EXERCISE DESCRIPTION:
Look down the entries below and report how many lines hold the string "BlogPosts"; write nothing else.

■ ■ ■ ■

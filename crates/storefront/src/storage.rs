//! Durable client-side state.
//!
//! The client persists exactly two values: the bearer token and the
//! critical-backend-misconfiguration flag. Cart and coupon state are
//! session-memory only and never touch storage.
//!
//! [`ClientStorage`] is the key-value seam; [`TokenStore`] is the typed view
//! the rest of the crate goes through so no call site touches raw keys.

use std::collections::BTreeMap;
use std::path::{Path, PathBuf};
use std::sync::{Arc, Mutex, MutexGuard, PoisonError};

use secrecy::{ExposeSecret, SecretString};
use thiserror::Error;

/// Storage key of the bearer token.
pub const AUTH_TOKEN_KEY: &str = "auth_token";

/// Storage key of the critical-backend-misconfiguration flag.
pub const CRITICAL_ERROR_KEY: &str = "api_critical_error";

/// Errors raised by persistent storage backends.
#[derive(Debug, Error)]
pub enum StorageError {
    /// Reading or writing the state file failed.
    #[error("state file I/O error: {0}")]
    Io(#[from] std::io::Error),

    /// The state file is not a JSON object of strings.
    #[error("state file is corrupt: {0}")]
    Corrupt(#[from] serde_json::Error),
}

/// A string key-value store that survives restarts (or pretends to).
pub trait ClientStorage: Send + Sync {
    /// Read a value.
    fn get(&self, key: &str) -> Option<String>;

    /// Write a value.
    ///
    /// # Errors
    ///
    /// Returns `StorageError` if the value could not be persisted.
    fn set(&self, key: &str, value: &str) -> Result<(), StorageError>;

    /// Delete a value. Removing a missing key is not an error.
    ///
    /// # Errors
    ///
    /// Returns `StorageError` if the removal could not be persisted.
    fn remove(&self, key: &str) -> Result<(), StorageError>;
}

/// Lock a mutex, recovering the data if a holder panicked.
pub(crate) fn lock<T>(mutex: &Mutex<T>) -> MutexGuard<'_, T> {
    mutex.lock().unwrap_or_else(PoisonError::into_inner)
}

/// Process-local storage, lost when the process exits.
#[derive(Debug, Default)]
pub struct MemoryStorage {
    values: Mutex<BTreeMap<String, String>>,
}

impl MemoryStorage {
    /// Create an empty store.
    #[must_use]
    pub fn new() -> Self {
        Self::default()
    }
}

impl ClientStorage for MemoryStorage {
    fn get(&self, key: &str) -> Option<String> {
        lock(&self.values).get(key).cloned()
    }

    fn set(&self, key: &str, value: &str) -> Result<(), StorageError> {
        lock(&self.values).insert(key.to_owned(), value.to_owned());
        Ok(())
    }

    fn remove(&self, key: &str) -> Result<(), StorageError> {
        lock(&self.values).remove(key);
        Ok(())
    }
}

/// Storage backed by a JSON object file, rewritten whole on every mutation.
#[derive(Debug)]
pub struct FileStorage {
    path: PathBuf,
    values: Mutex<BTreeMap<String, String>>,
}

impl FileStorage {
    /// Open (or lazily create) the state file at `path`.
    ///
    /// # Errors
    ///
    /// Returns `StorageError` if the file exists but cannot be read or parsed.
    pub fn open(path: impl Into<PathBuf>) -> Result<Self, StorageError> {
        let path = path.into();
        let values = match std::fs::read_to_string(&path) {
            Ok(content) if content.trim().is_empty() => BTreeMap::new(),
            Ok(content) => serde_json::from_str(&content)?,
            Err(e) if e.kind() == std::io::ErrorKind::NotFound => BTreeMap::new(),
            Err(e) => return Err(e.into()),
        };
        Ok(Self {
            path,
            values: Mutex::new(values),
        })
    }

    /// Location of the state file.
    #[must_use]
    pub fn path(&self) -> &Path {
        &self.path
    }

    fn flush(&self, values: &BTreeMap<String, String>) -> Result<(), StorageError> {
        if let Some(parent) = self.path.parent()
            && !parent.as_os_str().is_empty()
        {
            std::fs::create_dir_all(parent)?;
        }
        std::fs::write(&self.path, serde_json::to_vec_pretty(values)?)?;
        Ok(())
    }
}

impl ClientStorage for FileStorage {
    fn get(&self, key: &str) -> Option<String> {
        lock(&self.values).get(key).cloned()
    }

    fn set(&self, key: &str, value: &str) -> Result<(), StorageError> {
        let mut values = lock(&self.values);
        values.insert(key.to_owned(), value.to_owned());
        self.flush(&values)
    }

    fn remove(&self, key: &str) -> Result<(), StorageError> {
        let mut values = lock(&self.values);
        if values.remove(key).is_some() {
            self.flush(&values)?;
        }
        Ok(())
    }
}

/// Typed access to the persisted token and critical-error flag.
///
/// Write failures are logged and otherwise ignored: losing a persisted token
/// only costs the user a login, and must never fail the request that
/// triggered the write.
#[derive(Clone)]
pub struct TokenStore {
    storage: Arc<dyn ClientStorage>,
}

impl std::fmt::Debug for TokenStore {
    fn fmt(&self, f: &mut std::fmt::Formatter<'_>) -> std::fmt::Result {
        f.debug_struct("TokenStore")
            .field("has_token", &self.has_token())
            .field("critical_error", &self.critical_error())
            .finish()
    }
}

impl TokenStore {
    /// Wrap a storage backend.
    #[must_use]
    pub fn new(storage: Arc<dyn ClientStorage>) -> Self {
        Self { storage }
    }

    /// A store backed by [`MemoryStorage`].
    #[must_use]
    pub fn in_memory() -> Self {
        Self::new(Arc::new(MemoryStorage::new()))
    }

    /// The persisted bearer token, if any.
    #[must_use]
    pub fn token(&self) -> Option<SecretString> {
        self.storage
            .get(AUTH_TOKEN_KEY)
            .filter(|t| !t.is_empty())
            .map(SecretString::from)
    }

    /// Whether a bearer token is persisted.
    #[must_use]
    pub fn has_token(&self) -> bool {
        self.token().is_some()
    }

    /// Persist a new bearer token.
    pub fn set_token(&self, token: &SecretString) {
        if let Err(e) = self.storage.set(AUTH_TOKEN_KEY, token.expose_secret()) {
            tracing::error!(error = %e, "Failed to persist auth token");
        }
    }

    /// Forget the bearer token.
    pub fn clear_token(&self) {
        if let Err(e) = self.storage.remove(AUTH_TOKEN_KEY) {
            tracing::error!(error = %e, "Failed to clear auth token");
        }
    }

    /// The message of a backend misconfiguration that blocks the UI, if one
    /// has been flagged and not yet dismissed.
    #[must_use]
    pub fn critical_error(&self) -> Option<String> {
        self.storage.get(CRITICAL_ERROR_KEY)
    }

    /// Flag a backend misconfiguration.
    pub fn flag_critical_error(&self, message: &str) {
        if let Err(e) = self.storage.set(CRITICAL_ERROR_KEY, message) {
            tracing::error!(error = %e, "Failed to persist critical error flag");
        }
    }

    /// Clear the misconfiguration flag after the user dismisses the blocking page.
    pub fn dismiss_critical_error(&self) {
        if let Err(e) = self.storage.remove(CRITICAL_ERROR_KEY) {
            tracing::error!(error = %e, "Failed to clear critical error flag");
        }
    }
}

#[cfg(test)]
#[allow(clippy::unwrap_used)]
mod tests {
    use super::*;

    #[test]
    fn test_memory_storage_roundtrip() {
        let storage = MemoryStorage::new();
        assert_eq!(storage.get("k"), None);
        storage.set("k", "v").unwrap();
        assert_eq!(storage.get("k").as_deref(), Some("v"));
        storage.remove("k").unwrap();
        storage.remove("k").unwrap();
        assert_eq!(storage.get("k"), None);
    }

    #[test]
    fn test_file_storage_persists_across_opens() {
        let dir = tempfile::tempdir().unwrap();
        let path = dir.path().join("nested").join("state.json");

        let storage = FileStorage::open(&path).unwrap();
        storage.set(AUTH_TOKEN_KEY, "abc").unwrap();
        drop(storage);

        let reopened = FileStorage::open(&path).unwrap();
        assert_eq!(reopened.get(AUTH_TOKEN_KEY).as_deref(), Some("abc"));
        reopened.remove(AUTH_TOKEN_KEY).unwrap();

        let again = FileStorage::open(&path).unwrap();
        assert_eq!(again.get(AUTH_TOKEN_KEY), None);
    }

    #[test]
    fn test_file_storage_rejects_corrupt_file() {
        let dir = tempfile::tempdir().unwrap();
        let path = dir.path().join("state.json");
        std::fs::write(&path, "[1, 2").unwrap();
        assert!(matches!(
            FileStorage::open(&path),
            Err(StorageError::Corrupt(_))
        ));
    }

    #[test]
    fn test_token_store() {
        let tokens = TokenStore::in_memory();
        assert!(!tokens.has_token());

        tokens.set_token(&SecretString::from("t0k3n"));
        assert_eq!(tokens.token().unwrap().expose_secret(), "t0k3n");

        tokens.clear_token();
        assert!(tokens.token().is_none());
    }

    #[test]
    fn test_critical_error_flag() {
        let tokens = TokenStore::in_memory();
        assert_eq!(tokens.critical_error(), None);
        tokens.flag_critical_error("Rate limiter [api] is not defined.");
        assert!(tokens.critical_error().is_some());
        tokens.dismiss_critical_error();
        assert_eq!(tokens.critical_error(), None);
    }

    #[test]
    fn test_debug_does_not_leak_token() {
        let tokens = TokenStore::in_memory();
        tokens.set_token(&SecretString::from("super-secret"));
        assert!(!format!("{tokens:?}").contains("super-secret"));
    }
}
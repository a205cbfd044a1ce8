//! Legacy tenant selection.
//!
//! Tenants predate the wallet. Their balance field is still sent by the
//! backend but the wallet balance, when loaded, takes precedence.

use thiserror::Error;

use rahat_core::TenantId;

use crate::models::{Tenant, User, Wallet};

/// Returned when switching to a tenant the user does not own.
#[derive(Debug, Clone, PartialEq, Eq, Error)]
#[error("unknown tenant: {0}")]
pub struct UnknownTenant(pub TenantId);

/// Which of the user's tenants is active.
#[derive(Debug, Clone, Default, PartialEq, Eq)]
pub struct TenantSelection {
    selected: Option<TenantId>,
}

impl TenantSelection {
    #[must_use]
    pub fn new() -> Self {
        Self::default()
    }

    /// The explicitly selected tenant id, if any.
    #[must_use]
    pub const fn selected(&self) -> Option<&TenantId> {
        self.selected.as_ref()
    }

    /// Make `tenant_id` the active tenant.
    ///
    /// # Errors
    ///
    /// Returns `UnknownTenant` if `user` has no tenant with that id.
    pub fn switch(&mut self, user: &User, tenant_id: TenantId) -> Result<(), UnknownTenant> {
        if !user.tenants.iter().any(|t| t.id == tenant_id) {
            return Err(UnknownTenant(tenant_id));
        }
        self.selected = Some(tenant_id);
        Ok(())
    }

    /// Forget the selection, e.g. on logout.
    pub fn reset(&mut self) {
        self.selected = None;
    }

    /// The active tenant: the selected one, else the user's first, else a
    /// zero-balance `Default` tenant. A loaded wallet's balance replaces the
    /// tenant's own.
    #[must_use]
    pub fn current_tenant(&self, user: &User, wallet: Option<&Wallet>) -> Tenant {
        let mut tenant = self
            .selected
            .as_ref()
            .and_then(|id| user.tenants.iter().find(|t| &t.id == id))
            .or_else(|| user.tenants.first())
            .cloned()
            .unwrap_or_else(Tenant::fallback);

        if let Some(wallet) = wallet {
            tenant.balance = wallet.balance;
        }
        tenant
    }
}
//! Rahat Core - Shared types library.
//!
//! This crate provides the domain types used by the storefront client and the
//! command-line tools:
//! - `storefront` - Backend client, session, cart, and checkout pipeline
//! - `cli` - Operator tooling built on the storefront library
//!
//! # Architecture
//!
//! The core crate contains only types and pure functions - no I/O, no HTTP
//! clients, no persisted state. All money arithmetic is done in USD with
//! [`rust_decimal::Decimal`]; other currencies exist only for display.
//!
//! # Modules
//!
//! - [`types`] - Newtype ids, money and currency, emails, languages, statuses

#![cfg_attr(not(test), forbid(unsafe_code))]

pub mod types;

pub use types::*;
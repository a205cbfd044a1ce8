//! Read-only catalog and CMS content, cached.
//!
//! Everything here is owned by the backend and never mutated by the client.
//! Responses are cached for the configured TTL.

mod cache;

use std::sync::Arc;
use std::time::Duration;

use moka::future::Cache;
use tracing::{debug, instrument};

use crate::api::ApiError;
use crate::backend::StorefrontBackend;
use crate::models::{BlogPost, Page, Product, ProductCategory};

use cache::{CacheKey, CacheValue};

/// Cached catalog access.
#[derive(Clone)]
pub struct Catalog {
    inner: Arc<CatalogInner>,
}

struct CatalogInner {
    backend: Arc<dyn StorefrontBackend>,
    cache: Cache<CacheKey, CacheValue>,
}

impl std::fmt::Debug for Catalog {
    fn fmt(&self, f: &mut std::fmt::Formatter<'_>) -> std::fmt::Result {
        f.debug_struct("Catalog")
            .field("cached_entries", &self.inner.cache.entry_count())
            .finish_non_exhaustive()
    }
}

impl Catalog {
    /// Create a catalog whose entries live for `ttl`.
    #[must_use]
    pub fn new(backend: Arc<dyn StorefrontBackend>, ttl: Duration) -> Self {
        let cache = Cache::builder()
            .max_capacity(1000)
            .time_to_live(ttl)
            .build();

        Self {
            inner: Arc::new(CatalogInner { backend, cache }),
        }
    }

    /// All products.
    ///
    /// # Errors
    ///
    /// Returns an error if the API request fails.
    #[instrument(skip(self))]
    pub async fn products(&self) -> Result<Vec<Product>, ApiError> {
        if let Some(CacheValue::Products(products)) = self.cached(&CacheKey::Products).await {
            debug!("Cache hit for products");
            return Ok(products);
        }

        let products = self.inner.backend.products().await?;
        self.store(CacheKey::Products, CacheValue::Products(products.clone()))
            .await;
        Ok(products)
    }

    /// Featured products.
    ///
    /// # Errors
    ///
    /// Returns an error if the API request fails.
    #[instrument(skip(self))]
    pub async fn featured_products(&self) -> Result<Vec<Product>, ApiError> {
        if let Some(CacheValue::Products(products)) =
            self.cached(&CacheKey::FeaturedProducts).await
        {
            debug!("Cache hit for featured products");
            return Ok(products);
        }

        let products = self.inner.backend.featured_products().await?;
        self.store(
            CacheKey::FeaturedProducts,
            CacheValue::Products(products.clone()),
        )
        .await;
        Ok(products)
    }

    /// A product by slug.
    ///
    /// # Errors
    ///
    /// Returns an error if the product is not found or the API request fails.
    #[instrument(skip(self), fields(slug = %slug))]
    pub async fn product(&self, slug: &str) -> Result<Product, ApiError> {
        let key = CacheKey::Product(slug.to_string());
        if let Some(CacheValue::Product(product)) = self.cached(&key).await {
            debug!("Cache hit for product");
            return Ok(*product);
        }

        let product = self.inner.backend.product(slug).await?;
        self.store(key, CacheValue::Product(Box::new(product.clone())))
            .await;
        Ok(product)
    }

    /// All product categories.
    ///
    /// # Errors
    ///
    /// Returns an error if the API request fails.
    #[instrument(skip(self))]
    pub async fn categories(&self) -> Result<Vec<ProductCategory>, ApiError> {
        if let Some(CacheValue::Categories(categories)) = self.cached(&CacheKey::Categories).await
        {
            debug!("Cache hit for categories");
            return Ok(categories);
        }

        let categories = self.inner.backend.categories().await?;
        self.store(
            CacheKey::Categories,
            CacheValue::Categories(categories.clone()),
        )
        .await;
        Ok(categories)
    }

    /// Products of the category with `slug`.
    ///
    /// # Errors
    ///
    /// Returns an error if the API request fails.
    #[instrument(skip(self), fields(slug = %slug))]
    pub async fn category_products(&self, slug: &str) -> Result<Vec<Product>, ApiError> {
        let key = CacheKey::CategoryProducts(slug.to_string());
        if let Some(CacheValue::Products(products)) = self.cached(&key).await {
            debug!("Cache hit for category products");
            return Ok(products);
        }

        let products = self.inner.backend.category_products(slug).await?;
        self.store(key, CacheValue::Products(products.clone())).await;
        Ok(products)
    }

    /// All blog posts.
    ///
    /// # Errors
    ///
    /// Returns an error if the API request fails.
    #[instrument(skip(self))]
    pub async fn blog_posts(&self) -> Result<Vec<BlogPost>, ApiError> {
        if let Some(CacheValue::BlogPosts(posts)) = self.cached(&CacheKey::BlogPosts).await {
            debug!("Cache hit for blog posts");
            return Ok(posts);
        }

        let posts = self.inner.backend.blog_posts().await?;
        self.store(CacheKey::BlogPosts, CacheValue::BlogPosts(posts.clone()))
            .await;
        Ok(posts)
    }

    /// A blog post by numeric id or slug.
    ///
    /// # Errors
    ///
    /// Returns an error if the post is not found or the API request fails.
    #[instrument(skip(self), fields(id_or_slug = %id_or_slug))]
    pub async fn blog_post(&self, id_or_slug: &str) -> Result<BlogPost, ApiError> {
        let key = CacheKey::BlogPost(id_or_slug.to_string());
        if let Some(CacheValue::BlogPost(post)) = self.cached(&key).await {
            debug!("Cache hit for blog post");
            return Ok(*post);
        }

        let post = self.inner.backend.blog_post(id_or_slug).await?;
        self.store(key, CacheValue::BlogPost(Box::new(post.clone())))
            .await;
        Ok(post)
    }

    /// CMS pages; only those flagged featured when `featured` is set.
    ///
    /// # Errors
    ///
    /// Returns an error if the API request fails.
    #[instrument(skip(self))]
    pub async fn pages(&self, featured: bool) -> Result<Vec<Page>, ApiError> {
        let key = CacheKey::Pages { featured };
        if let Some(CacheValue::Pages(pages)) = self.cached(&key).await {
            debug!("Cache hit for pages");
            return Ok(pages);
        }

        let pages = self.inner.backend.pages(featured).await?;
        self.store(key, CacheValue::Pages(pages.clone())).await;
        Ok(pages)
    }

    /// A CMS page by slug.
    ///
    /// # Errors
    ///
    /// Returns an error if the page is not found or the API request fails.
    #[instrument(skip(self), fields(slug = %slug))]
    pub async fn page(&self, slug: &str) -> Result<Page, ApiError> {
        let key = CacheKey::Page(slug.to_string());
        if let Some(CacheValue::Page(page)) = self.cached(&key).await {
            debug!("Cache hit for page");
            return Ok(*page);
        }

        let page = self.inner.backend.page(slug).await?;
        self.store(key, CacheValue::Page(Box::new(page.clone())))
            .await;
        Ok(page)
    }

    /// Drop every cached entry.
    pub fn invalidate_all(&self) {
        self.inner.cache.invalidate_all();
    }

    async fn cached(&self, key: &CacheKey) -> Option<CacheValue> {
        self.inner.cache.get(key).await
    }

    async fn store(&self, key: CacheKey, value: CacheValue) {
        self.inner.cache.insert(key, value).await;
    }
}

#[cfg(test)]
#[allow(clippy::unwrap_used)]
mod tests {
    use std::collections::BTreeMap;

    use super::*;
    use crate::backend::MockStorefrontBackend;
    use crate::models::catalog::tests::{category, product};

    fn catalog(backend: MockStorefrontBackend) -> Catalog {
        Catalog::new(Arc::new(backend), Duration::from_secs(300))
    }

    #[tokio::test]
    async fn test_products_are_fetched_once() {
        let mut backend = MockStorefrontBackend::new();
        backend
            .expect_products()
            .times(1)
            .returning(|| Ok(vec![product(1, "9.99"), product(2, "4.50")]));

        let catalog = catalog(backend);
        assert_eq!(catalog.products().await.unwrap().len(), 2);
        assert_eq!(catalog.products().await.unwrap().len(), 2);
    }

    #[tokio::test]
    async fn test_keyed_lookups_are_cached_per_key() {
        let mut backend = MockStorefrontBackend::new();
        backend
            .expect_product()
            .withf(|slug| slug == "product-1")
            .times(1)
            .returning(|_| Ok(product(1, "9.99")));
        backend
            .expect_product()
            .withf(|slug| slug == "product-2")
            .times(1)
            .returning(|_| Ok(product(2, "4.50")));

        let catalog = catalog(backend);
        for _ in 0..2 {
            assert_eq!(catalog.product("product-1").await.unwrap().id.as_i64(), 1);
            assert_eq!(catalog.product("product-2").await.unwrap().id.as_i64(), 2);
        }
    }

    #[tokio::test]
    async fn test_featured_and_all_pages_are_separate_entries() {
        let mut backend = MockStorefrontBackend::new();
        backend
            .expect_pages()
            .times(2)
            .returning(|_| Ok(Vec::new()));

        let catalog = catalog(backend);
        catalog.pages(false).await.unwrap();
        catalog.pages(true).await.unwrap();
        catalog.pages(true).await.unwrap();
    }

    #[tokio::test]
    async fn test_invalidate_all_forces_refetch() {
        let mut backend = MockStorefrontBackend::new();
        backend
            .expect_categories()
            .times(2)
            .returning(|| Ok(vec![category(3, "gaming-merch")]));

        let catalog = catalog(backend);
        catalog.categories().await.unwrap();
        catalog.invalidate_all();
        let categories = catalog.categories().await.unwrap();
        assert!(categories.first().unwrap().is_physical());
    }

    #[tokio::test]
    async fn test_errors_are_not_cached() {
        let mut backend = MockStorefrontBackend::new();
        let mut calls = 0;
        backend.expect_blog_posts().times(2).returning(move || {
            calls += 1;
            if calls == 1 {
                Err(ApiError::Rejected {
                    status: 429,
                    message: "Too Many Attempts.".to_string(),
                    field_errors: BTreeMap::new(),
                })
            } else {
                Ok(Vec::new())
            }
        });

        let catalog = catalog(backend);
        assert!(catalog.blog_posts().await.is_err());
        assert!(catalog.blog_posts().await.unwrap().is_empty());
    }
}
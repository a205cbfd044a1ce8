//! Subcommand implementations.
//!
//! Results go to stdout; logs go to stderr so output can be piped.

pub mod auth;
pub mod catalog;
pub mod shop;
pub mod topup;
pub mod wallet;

■ ■ ■ ■

OUTPUT OF THE TASK:
2